20. A three-layer coating on a metal surface comprising:

(i) an innermost epoxy primer layer disposed upon said metal surface;

(ii) an adhesive layer disposed upon said epoxy primer layer comprising at least one polymer and from 0.005% to 2.5% by weight of a catalyst, based on the adhesive weight; and

(iii) an outermost polyethylene layer disposed upon said adhesive layer; wherein the polymer of said adhesive layer consists essentially of a terpolymer consisting essentially of ethylene, an alkyl (meth)acrylate and maleic anhydride, wherein the alkyl group comprises from 1 to 4 carbon atoms.
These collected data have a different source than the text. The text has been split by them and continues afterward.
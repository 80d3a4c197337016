//! Catalog introspection.
//!
//! Reads which tables and columns actually exist after ingestion, so the
//! query planner can pick between rich and degraded query variants. A
//! store with zero tables yields an empty catalog, never an error. The
//! catalog is only consulted for variant selection — business logic never
//! branches on it directly.

use std::collections::{BTreeMap, BTreeSet};

use rusqlite::Connection;

use crate::error::Result;
use crate::schema;

/// Snapshot of the store's tables and their columns.
#[derive(Debug, Clone, Default, PartialEq, Eq)]
pub struct Catalog {
    tables: BTreeMap<String, BTreeSet<String>>,
}

impl Catalog {
    /// Reads the catalog from the connection.
    pub fn read(conn: &Connection) -> Result<Self> {
        let mut stmt =
            conn.prepare("SELECT name FROM sqlite_master WHERE type = 'table' ORDER BY name")?;
        let names: Vec<String> = stmt
            .query_map([], |row| row.get(0))?
            .collect::<rusqlite::Result<_>>()?;

        let mut tables = BTreeMap::new();
        for name in names {
            let mut column_stmt =
                conn.prepare(&format!("PRAGMA table_info(\"{}\")", name.replace('"', "\"\"")))?;
            let columns: BTreeSet<String> = column_stmt
                .query_map([], |row| row.get::<_, String>(1))?
                .collect::<rusqlite::Result<_>>()?;
            tables.insert(name, columns);
        }

        Ok(Self { tables })
    }

    pub fn has_table(&self, table: &str) -> bool {
        self.tables.contains_key(table)
    }

    pub fn has_column(&self, table: &str, column: &str) -> bool {
        self.tables
            .get(table)
            .is_some_and(|columns| columns.contains(column))
    }

    /// Column names of a table, empty for an unknown table.
    pub fn columns(&self, table: &str) -> impl Iterator<Item = &str> {
        self.tables
            .get(table)
            .into_iter()
            .flat_map(|columns| columns.iter().map(String::as_str))
    }

    /// The `Network #N` columns present on the VM table, in ascending
    /// numeric order. Used to build the legacy flat network-name list.
    pub fn vinfo_network_columns(&self) -> Vec<String> {
        let mut numbered: Vec<(u32, String)> = self
            .columns(schema::VINFO)
            .filter_map(|column| {
                let suffix = column.strip_prefix("Network #")?;
                let n: u32 = suffix.parse().ok()?;
                Some((n, column.to_string()))
            })
            .collect();
        numbered.sort_by_key(|(n, _)| *n);
        numbered.into_iter().map(|(_, column)| column).collect()
    }
}
use proptest::prelude::*;
use vm_ses::{
  harden, ClassKind, GcObject, Heap, HeapLimits, ObjectFlags, PropertyDescriptor, Value,
};

/// A random object graph: `nodes` objects, each with primitive payloads, plus directed edges
/// stored as properties. Cycles and diamonds are expected.
#[derive(Debug, Clone)]
struct GraphSpec {
  nodes: usize,
  edges: Vec<(usize, usize)>,
}

fn arb_graph() -> impl Strategy<Value = GraphSpec> {
  (2usize..12).prop_flat_map(|nodes| {
    prop::collection::vec((0..nodes, 0..nodes), 0..24)
      .prop_map(move |edges| GraphSpec { nodes, edges })
  })
}

fn build_graph(heap: &mut Heap, spec: &GraphSpec) -> Vec<GcObject> {
  let mut objects = Vec::with_capacity(spec.nodes);
  for i in 0..spec.nodes {
    let mut scope = heap.scope();
    let obj = scope
      .alloc_object(ClassKind::Ordinary, None)
      .expect("allocation");
    scope.push_root(Value::Object(obj));
    let key = scope.heap_mut().intern("payload").expect("intern");
    scope
      .define_property(obj, key, PropertyDescriptor::data(Value::Int(i as i32)))
      .expect("define");
    scope.heap_mut().add_root(Value::Object(obj));
    objects.push(obj);
  }

  for (n, (from, to)) in spec.edges.iter().enumerate() {
    let mut scope = heap.scope();
    let key = scope.heap_mut().intern(&format!("edge{n}")).expect("intern");
    scope
      .define_property(
        objects[*from],
        key,
        PropertyDescriptor::data(Value::Object(objects[*to])),
      )
      .expect("define");
  }
  objects
}

/// Reachability over the spec, mirroring what `harden` should cover from node 0.
fn reachable(spec: &GraphSpec) -> Vec<bool> {
  let mut seen = vec![false; spec.nodes];
  let mut stack = vec![0usize];
  while let Some(n) = stack.pop() {
    if seen[n] {
      continue;
    }
    seen[n] = true;
    for (from, to) in &spec.edges {
      if *from == n && !seen[*to] {
        stack.push(*to);
      }
    }
  }
  seen
}

proptest! {
  #![proptest_config(ProptestConfig::with_cases(64))]

  #[test]
  fn harden_covers_exactly_the_reachable_subgraph(spec in arb_graph()) {
    let mut heap = Heap::new(HeapLimits::new(1024 * 1024, 1024 * 1024));
    let objects = build_graph(&mut heap, &spec);

    {
      let mut scope = heap.scope();
      harden(&mut scope, Value::Object(objects[0])).expect("harden");
    }

    let seen = reachable(&spec);
    for (i, obj) in objects.iter().enumerate() {
      let flags = heap.object_flags(*obj).expect("live");
      let scope = heap.scope();
      if seen[i] {
        prop_assert!(scope.is_frozen(*obj).expect("predicate"), "node {i} reachable but not frozen");
        prop_assert!(flags.has(ObjectFlags::HARDENED), "node {i} reachable but not hardened");
      } else {
        prop_assert!(!flags.has(ObjectFlags::HARDENED), "node {i} unreachable but hardened");
      }
    }
  }

  #[test]
  fn harden_is_idempotent_and_preserves_primitive_payloads(spec in arb_graph()) {
    let mut heap = Heap::new(HeapLimits::new(1024 * 1024, 1024 * 1024));
    let objects = build_graph(&mut heap, &spec);
    let payload_key = heap.intern("payload").expect("intern");

    {
      let mut scope = heap.scope();
      let once = harden(&mut scope, Value::Object(objects[0])).expect("harden");
      let twice = harden(&mut scope, once).expect("harden twice");
      prop_assert_eq!(once, twice);
    }

    let seen = reachable(&spec);
    for (i, obj) in objects.iter().enumerate() {
      if !seen[i] {
        continue;
      }
      let desc = heap
        .object_get_own_property(*obj, payload_key)
        .expect("live")
        .expect("payload survives");
      match desc.kind {
        vm_ses::PropertyKind::Data { value, .. } => {
          prop_assert_eq!(value, Value::Int(i as i32));
        }
        vm_ses::PropertyKind::Accessor { .. } => prop_assert!(false, "payload became an accessor"),
      }
    }
  }

  #[test]
  fn promotion_sequences_are_monotonic(ops in prop::collection::vec(0u8..3, 1..12)) {
    let mut heap = Heap::new(HeapLimits::new(1024 * 1024, 1024 * 1024));
    let obj = {
      let mut scope = heap.scope();
      let obj = scope.alloc_object(ClassKind::Ordinary, None).expect("allocation");
      scope.push_root(Value::Object(obj));
      let key = scope.heap_mut().intern("p").expect("intern");
      scope
        .define_property(obj, key, PropertyDescriptor::data(Value::Int(1)))
        .expect("define");
      scope.heap_mut().add_root(Value::Object(obj));
      obj
    };

    let mut was_non_extensible = false;
    let mut was_sealed = false;
    let mut was_frozen = false;

    for op in ops {
      let mut scope = heap.scope();
      match op {
        0 => scope.prevent_extensions(obj).expect("prevent_extensions"),
        1 => scope.seal(obj).expect("seal"),
        _ => scope.freeze(obj).expect("freeze"),
      }

      let non_extensible = !scope.heap().object_is_extensible(obj).expect("live");
      let sealed = scope.is_sealed(obj).expect("predicate");
      let frozen = scope.is_frozen(obj).expect("predicate");

      // Implications up the lattice hold at every step.
      prop_assert!(non_extensible, "every promotion implies non-extensibility");
      if frozen {
        prop_assert!(sealed);
      }
      if sealed {
        prop_assert!(non_extensible);
      }

      // And no predicate ever regresses.
      prop_assert!(!(was_non_extensible && !non_extensible));
      prop_assert!(!(was_sealed && !sealed));
      prop_assert!(!(was_frozen && !frozen));

      was_non_extensible = non_extensible;
      was_sealed = sealed;
      was_frozen = frozen;
    }
  }
}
21. A three-layer coating on a metal surface comprising:

(i) an innermost epoxy primer layer disposed upon said metal surface;

(ii) an adhesive layer disposed upon said epoxy primer layer comprising at least one polymer and from 0.005% to 2.5% by weight of a catalyst, based on the adhesive weight; and

(iii) an outermost polyethylene layer disposed upon said adhesive layer, wherein the polymer of said adhesive layer consists essentially of polyethylene grafted with maleic anhydride.

22. A three-layer coating on a metal surface comprising:

(i) an innermost epoxy primer layer disposed upon said metal surface;

(ii) an adhesive layer disposed upon said epoxy primer layer comprising at least one polymer and from 0.005% to 2.5% by weight of a catalyst, based on the adhesive weight; and

(iii) an outermost polypropylene layer disposed upon said adhesive layer; wherein the polymer of said adhesive layer consists essentially of polypropylene grafted with maleic anhydride.
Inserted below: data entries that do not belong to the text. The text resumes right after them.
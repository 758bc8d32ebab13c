use crate::handle::Atom;
use crate::heap::{Trace, Tracer};
use crate::{Value, VmError};

/// A concrete property descriptor.
#[derive(Debug, Clone, Copy)]
pub struct PropertyDescriptor {
  pub enumerable: bool,
  pub configurable: bool,
  pub kind: PropertyKind,
}

impl PropertyDescriptor {
  /// The default descriptor for properties created by plain assignment.
  pub fn data(value: Value) -> Self {
    Self {
      enumerable: true,
      configurable: true,
      kind: PropertyKind::Data {
        value,
        writable: true,
      },
    }
  }

  pub fn is_data_descriptor(&self) -> bool {
    matches!(self.kind, PropertyKind::Data { .. })
  }

  pub fn is_accessor_descriptor(&self) -> bool {
    matches!(self.kind, PropertyKind::Accessor { .. })
  }
}

impl Trace for PropertyDescriptor {
  fn trace(&self, tracer: &mut Tracer) {
    self.kind.trace(tracer);
  }
}

/// The kind of property described by a [`PropertyDescriptor`].
#[derive(Debug, Clone, Copy)]
pub enum PropertyKind {
  Data { value: Value, writable: bool },
  Accessor { get: Value, set: Value },
}

impl Trace for PropertyKind {
  fn trace(&self, tracer: &mut Tracer) {
    match self {
      PropertyKind::Data { value, .. } => tracer.trace_value(*value),
      PropertyKind::Accessor { get, set } => {
        tracer.trace_value(*get);
        tracer.trace_value(*set);
      }
    }
  }
}

/// A "partial" property descriptor patch used by `DefineProperty`-style operations.
#[derive(Debug, Default, Clone, Copy)]
pub struct PropertyDescriptorPatch {
  pub enumerable: Option<bool>,
  pub configurable: Option<bool>,
  pub value: Option<Value>,
  pub writable: Option<bool>,
  pub get: Option<Value>,
  pub set: Option<Value>,
}

impl PropertyDescriptorPatch {
  /// Validates that this patch does not mix data and accessor descriptor fields.
  pub fn validate(&self) -> Result<(), VmError> {
    let has_data = self.value.is_some() || self.writable.is_some();
    let has_accessor = self.get.is_some() || self.set.is_some();
    if has_data && has_accessor {
      return Err(VmError::InvalidPropertyDescriptorPatch);
    }
    Ok(())
  }

  pub fn is_empty(&self) -> bool {
    self.enumerable.is_none()
      && self.configurable.is_none()
      && self.value.is_none()
      && self.writable.is_none()
      && self.get.is_none()
      && self.set.is_none()
  }

  pub fn is_data_descriptor(&self) -> bool {
    self.value.is_some() || self.writable.is_some()
  }

  pub fn is_accessor_descriptor(&self) -> bool {
    self.get.is_some() || self.set.is_some()
  }

  /// A descriptor with neither data nor accessor fields (attribute-only changes).
  pub fn is_generic_descriptor(&self) -> bool {
    !self.is_data_descriptor() && !self.is_accessor_descriptor()
  }

  /// The patch form of a full data descriptor, convenience for callers building fresh properties.
  pub fn full_data(value: Value, writable: bool, enumerable: bool, configurable: bool) -> Self {
    Self {
      value: Some(value),
      writable: Some(writable),
      enumerable: Some(enumerable),
      configurable: Some(configurable),
      ..Default::default()
    }
  }
}

impl Trace for PropertyDescriptorPatch {
  fn trace(&self, tracer: &mut Tracer) {
    if let Some(v) = self.value {
      tracer.trace_value(v);
    }
    if let Some(v) = self.get {
      tracer.trace_value(v);
    }
    if let Some(v) = self.set {
      tracer.trace_value(v);
    }
  }
}

/// One entry of an object's insertion-ordered property table.
#[derive(Debug, Clone, Copy)]
pub(crate) struct PropertyEntry {
  pub(crate) key: Atom,
  pub(crate) desc: PropertyDescriptor,
}

impl Trace for PropertyEntry {
  fn trace(&self, tracer: &mut Tracer) {
    // Keys are atoms, which are immortal; only the descriptor payload carries GC references.
    self.desc.trace(tracer);
  }
}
23. A coated metal tube, wherein a surface of the metal tube is coated with the coating of claim 1.

24. A coated metal tube, wherein a surface of the metal tube is coated with the coating of claim 20.

25. A coated metal tube, wherein a surface of the metal tube is coated with the coating of claim 21.

26. A coated metal tube, wherein a surface of the metal tube is coated with the coating of claim 22.

27. The coated metal tube of claim 23, wherein the adhesive layer is applied before the primer layer sets but after the primer layer gels.

28. The coated metal tube of claim 24, wherein the adhesive layer is applied before the primer layer sets but after the primer layer gels.

29. The coated metal tube of claim 25, wherein the adhesive layer is applied before the primer layer sets but after the primer layer gels.

30. The coated metal tube of claim 26, wherein the adhesive layer is applied before the primer layer sets but after the primer layer gels.